Tell how many lines of the data below have the string "using" in them. Say nothing more.

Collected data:
┌──

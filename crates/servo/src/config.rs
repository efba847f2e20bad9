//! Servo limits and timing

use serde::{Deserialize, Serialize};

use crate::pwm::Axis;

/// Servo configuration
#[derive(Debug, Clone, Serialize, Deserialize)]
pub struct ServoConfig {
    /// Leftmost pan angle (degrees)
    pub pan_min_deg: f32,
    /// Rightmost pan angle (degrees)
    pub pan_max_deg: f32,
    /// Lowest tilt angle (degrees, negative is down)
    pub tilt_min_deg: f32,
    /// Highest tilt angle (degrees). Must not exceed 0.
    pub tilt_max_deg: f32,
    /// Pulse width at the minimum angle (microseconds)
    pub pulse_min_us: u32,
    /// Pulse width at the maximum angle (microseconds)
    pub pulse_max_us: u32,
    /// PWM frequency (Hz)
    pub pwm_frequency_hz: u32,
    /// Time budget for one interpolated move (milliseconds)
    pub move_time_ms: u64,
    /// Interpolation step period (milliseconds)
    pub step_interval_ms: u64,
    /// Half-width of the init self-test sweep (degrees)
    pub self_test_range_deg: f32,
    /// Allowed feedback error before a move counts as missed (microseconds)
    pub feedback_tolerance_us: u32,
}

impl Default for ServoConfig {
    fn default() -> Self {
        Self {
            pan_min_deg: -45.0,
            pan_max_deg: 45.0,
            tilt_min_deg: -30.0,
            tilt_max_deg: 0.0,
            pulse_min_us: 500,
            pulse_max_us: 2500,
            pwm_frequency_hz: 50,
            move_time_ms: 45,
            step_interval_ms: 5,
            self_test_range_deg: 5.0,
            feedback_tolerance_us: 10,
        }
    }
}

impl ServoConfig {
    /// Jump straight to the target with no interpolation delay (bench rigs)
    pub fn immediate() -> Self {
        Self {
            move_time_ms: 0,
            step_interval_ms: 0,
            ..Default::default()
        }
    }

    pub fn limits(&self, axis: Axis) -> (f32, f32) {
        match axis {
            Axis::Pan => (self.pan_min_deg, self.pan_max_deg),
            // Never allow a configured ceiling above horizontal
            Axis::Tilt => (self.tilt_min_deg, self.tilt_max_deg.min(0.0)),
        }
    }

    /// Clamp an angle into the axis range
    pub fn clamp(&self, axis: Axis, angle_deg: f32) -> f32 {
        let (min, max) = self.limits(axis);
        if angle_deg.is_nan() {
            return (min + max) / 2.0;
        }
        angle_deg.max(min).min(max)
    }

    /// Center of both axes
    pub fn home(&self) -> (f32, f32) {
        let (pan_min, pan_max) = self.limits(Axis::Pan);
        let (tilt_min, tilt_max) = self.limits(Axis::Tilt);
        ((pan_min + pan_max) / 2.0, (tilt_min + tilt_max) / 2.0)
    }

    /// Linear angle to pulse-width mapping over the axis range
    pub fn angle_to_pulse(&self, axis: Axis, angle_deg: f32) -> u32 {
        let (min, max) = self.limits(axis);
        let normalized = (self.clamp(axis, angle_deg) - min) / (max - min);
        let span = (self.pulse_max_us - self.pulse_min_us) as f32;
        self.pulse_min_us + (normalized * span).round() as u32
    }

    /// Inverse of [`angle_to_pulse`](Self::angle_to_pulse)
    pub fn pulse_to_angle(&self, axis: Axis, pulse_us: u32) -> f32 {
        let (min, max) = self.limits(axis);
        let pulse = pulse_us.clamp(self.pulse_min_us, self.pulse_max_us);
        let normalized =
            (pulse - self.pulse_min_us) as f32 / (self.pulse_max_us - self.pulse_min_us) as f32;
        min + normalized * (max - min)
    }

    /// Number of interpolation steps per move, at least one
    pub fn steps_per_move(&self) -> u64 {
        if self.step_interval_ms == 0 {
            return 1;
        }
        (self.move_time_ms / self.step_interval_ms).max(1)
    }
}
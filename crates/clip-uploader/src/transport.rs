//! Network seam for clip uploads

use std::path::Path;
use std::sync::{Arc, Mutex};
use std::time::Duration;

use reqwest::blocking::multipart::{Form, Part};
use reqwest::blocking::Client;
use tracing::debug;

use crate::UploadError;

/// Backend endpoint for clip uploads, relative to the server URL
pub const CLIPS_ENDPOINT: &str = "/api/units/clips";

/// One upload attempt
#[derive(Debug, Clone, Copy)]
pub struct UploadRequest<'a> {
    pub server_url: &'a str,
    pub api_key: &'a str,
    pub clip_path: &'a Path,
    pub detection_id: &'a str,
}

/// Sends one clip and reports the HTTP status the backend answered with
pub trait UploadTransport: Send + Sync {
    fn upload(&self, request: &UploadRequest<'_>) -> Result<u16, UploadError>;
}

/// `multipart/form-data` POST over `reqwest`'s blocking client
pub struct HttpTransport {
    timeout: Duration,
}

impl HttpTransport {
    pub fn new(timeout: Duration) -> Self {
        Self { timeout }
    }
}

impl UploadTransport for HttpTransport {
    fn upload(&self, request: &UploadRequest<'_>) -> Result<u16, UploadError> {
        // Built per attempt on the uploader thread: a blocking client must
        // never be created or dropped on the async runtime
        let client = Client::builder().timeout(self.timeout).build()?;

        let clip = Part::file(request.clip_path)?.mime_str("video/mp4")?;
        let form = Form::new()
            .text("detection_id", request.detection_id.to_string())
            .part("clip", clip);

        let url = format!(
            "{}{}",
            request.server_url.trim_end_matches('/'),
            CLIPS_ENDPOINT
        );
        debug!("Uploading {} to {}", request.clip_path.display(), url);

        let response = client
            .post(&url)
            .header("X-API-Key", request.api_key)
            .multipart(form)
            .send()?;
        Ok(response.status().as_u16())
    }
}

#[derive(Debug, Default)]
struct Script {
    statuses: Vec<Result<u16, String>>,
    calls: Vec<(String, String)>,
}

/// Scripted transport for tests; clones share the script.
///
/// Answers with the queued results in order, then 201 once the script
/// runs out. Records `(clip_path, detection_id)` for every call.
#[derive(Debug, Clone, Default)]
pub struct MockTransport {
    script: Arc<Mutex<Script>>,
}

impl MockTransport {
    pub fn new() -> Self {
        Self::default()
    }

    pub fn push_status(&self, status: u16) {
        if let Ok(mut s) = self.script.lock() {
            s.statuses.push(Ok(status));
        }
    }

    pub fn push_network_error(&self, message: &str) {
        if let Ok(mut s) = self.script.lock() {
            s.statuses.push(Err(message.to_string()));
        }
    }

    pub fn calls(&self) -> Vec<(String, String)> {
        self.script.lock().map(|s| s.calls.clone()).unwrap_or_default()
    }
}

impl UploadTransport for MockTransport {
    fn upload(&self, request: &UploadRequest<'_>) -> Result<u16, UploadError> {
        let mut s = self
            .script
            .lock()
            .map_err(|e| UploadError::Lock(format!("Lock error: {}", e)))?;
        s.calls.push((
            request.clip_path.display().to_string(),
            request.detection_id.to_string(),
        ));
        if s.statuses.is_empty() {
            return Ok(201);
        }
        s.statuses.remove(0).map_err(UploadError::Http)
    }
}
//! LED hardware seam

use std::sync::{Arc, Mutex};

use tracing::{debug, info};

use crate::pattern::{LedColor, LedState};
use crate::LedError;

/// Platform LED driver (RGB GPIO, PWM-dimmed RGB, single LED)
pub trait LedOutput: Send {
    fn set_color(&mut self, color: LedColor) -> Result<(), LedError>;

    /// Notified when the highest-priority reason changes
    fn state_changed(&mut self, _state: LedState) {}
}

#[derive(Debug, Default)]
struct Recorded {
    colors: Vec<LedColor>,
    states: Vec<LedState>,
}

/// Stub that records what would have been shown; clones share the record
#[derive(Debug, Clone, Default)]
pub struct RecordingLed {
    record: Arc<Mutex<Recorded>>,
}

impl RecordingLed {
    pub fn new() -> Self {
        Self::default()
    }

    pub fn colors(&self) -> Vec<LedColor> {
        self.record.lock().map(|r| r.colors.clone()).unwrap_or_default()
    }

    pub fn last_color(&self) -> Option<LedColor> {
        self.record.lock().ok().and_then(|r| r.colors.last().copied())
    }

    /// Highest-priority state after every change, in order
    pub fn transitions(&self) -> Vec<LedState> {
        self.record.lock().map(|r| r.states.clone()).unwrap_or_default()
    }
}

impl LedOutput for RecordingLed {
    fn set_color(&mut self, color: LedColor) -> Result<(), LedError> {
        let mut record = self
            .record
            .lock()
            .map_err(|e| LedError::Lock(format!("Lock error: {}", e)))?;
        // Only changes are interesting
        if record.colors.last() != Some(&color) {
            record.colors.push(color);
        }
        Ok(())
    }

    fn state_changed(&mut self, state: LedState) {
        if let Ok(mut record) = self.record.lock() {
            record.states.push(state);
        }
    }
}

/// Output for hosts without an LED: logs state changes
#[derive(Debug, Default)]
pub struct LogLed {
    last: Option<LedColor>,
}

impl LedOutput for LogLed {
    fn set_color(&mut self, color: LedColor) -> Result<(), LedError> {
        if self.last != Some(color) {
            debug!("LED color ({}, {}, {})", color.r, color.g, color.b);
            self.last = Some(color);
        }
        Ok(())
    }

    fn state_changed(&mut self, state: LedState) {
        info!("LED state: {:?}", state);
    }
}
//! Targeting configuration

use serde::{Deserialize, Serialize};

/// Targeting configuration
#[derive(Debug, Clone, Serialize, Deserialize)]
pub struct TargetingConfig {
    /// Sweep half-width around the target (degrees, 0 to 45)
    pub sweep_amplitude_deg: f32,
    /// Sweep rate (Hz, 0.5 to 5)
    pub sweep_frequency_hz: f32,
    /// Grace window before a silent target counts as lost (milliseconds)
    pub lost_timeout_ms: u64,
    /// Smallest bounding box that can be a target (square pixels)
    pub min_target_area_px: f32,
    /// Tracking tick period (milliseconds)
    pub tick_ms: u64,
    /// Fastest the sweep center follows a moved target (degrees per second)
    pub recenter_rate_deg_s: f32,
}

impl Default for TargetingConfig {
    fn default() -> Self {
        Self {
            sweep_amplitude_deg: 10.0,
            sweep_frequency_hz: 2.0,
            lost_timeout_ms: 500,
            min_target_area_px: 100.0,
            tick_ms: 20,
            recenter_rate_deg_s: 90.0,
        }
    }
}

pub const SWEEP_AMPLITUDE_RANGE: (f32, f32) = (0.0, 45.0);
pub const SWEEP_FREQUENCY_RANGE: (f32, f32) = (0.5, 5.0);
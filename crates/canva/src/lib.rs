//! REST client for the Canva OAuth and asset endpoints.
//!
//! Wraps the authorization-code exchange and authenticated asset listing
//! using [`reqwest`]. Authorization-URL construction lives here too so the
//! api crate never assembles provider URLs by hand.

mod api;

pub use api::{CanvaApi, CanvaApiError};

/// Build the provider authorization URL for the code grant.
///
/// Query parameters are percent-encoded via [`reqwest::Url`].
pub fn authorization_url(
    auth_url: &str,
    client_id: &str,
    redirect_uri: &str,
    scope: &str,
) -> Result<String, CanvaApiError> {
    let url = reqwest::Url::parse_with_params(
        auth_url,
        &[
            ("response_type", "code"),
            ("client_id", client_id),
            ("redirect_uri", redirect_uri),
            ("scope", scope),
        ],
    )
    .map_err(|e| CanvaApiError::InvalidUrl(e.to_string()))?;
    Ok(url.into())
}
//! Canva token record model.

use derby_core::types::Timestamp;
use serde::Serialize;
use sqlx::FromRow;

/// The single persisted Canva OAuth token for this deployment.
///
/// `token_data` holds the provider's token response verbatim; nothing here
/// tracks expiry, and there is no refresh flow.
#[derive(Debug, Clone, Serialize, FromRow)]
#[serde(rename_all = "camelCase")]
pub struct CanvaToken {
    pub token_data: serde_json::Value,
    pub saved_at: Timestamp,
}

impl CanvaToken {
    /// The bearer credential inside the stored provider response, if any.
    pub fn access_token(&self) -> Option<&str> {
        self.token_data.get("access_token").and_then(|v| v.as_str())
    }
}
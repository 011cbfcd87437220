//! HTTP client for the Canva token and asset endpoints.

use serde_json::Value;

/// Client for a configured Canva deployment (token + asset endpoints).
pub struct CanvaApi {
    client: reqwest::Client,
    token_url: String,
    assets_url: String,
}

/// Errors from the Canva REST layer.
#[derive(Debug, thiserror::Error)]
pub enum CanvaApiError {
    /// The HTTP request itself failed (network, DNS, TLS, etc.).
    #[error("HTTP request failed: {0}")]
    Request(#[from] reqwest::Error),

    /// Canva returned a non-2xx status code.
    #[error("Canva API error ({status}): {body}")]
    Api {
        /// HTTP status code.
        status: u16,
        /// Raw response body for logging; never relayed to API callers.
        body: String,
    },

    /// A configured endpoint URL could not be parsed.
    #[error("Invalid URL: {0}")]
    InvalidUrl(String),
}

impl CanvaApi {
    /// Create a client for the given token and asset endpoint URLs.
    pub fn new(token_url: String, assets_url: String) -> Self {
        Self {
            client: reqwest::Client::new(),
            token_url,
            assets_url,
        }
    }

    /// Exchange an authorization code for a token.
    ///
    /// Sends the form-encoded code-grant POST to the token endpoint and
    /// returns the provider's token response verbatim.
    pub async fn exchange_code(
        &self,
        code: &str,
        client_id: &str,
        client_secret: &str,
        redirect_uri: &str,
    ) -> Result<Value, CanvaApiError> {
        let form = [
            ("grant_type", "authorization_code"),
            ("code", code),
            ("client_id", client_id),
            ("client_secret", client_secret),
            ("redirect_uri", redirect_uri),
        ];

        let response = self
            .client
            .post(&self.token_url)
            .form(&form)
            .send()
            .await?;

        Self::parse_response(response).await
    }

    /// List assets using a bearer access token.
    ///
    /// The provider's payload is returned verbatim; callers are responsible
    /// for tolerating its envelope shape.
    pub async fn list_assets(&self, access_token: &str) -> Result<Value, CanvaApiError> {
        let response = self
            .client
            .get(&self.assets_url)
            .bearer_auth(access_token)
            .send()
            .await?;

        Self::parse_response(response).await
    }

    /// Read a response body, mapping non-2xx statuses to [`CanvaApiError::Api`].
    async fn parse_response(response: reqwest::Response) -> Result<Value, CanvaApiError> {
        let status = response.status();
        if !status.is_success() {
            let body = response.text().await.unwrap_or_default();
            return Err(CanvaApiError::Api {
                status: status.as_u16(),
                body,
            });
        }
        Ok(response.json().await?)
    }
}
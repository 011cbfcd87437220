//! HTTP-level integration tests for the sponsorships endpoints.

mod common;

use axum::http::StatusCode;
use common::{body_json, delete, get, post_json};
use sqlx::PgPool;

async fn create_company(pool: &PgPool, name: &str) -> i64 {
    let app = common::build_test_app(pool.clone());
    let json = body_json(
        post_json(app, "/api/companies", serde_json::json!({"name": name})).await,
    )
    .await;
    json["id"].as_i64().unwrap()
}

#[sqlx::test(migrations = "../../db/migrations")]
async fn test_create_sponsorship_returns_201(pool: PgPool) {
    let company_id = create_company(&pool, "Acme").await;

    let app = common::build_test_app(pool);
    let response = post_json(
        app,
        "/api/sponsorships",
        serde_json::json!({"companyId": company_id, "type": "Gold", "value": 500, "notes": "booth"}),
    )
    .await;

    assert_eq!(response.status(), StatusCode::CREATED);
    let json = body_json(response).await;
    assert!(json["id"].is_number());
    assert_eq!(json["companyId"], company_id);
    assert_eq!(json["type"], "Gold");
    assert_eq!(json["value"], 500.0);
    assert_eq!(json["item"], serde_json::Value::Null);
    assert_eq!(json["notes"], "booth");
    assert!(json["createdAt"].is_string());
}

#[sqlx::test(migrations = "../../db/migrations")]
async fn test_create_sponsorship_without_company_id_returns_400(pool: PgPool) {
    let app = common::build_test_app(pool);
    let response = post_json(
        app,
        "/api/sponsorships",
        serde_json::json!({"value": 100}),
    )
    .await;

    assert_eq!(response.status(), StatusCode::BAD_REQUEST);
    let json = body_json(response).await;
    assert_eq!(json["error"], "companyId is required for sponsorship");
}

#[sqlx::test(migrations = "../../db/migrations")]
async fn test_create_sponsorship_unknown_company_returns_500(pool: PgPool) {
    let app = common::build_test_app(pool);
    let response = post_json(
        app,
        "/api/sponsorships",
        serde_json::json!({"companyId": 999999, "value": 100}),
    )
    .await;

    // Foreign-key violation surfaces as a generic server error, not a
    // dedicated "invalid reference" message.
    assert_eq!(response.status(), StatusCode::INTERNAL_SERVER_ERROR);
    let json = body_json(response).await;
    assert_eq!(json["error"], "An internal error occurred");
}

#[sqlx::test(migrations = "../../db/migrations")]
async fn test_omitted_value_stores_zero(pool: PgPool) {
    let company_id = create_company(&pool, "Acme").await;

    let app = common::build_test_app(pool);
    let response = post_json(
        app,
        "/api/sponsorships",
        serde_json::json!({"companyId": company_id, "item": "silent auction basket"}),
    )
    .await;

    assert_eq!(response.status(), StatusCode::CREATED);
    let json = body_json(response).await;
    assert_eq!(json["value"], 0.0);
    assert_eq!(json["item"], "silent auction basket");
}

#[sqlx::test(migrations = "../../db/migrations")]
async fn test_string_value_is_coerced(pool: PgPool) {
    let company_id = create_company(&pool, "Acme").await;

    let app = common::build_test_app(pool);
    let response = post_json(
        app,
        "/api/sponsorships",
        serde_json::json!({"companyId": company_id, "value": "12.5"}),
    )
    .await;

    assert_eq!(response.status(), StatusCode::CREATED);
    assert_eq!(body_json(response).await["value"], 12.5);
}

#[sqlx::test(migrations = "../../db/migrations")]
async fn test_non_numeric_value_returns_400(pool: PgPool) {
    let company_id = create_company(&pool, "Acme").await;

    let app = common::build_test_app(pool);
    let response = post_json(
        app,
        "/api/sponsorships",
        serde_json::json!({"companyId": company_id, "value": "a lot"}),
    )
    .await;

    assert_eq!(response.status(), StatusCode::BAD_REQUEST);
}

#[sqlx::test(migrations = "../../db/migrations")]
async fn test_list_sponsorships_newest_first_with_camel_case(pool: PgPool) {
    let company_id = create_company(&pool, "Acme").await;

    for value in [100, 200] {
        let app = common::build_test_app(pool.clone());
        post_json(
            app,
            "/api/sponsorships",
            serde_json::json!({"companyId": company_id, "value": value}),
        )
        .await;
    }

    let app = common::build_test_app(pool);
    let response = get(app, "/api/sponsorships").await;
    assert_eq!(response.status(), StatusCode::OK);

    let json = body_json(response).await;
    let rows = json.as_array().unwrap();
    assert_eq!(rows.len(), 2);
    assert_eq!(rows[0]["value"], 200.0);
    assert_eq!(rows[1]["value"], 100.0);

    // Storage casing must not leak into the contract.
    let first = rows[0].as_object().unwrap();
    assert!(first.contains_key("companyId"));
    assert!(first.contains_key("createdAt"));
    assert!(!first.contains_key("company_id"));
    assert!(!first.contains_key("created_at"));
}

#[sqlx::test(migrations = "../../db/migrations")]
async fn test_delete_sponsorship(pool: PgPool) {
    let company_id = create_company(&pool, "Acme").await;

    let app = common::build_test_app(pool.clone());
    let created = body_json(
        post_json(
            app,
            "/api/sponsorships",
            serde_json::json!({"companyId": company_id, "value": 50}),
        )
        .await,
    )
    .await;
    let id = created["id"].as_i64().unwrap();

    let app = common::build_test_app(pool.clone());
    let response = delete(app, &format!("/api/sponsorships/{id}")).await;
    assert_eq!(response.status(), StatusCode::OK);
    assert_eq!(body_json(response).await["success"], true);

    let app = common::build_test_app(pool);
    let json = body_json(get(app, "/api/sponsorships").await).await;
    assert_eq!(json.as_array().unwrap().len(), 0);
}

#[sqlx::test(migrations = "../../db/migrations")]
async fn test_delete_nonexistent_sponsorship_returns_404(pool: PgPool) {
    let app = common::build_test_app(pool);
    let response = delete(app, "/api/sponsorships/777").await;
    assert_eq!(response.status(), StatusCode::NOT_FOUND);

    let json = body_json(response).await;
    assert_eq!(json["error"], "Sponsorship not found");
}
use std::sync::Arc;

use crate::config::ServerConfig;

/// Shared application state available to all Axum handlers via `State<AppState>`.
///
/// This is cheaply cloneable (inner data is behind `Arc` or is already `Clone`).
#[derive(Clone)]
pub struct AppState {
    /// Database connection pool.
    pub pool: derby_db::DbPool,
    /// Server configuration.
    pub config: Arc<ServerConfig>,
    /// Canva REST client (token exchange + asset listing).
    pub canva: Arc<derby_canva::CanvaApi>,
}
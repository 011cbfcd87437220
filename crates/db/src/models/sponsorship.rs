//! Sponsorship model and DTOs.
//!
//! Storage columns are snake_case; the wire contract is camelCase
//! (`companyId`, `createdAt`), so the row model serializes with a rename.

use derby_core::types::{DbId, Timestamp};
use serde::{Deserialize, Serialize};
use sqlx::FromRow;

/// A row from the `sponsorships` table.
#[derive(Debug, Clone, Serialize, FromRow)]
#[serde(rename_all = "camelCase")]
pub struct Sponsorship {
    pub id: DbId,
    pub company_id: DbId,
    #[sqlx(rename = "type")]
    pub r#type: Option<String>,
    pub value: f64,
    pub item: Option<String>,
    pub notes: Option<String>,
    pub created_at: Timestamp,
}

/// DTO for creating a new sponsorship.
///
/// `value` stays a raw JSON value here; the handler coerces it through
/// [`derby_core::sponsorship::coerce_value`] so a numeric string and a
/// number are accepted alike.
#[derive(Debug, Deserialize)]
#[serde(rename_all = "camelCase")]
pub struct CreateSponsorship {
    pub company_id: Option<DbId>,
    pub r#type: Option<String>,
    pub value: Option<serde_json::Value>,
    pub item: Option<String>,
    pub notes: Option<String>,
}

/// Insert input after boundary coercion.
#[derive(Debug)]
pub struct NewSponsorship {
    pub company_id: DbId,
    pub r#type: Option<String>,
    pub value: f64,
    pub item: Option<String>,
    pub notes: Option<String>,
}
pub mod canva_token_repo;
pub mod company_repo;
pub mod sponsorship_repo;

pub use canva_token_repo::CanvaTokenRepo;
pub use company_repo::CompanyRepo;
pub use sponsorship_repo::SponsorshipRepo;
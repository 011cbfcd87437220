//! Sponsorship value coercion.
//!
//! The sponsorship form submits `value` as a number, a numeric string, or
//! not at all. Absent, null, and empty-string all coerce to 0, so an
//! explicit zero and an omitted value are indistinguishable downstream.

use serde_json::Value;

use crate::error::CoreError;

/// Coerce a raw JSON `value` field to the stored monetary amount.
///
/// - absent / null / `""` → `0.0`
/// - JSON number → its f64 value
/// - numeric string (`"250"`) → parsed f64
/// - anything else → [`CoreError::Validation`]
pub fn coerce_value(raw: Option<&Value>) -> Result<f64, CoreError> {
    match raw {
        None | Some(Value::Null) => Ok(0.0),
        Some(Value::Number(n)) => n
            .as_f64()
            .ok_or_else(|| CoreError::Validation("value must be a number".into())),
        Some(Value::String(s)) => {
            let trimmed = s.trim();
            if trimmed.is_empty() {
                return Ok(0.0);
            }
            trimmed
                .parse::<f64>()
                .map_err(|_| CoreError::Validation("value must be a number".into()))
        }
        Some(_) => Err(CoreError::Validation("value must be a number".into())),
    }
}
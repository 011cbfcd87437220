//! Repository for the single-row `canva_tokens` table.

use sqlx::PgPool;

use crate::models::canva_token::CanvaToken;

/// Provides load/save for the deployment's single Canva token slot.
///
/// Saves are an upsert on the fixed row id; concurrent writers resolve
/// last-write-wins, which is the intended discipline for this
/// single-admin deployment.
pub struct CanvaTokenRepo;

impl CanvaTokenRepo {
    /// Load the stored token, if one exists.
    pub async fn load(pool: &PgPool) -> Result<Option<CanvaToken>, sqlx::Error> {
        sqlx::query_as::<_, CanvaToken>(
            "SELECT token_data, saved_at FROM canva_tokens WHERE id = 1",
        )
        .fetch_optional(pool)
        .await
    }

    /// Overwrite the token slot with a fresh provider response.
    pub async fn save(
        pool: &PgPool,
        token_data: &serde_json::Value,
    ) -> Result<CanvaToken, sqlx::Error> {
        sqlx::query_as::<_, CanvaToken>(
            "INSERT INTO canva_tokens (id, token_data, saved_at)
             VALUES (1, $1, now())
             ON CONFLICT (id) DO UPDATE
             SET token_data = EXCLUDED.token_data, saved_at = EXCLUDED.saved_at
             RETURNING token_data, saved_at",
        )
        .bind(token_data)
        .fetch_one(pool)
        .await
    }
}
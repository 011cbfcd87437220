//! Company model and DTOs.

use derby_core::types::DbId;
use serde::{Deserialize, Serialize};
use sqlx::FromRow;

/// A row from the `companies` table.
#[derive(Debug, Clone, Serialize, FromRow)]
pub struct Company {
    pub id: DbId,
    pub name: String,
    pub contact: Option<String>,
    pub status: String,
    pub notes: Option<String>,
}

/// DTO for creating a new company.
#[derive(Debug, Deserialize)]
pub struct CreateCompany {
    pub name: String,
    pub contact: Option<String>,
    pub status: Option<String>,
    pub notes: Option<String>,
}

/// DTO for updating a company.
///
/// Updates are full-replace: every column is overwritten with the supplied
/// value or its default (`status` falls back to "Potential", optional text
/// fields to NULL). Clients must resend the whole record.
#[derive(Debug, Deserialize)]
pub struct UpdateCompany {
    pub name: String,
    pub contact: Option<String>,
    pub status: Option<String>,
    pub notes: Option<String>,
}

└──

* **Expected output**
2